**Your instructions**
When scanning the data, count every line with "extract" in it, and report only the resulting number.

**Records shown**
· · · · ·

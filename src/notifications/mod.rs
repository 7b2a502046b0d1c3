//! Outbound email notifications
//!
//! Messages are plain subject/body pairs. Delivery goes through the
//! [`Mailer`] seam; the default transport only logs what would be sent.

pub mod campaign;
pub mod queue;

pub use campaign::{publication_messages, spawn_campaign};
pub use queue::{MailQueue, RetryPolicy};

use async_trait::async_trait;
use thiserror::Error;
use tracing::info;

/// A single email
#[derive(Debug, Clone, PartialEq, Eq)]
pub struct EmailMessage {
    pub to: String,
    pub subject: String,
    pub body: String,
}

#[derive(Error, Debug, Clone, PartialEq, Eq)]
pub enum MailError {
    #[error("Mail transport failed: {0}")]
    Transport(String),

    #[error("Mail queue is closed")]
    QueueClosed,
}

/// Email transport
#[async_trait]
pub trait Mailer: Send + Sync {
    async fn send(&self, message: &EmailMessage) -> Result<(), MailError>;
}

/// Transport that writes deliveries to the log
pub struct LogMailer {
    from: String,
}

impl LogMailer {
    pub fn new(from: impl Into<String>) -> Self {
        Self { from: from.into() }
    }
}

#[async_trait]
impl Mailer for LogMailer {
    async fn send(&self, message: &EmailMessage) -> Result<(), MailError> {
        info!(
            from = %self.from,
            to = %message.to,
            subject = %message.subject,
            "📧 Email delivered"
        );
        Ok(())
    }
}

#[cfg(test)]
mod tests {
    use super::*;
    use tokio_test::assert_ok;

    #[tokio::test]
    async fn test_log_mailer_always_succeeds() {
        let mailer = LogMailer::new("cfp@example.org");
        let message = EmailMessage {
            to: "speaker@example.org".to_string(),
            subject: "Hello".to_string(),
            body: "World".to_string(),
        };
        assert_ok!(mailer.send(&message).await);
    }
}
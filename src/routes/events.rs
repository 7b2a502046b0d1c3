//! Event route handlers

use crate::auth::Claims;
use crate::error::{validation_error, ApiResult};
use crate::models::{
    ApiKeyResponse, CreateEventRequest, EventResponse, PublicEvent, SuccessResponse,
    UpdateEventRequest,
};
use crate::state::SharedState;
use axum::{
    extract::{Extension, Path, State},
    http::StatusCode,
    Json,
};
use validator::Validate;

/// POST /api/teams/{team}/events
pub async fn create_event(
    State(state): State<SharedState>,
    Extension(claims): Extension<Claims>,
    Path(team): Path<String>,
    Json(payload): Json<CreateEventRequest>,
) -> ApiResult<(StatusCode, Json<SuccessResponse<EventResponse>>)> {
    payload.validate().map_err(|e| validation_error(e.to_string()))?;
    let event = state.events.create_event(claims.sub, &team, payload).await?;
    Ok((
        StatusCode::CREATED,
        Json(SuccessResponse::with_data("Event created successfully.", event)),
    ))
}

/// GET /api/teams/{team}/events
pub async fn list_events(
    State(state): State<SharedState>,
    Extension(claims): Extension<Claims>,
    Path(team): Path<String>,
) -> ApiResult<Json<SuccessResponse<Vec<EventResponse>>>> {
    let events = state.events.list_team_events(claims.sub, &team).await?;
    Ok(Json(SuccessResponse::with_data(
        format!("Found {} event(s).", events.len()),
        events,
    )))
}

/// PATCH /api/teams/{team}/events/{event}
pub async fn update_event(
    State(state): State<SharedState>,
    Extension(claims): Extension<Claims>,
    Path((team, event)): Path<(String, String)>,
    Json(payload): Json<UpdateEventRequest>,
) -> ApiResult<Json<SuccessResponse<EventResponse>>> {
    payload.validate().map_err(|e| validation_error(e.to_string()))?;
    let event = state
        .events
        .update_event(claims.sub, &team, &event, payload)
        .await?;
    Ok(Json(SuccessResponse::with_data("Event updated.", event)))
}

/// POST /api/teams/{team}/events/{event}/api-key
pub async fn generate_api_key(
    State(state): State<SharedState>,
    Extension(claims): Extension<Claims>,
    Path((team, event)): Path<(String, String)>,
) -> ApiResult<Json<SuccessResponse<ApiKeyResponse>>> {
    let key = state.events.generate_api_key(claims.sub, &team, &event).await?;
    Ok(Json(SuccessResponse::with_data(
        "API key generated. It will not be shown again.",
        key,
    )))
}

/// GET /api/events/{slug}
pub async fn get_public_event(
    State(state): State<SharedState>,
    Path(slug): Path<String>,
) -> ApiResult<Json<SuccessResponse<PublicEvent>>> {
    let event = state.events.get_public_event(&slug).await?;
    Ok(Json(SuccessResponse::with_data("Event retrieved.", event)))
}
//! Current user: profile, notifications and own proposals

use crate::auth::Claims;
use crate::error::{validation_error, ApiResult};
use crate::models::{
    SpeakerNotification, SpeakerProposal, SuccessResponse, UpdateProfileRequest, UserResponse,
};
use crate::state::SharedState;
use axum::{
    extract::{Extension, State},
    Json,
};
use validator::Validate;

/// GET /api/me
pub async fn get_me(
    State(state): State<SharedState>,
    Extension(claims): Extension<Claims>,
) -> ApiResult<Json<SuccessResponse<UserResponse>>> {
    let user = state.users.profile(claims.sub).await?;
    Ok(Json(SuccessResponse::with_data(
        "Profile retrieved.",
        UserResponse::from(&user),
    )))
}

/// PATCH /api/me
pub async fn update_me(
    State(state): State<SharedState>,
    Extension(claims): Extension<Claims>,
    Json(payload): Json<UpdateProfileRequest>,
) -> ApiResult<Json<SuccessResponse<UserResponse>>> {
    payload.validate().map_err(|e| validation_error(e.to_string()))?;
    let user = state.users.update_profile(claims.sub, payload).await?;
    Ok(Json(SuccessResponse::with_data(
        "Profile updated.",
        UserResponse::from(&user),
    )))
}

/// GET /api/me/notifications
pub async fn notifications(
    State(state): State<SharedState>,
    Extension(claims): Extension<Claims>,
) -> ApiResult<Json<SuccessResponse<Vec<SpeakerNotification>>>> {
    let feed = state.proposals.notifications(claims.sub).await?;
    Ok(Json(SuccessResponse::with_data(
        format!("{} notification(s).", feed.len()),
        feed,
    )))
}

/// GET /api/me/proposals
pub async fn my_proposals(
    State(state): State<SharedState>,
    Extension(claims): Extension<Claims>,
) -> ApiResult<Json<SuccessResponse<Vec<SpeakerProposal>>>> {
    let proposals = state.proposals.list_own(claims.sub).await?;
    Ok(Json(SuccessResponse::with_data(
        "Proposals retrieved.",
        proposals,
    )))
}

· · · · ·

**Output for this exercise**
2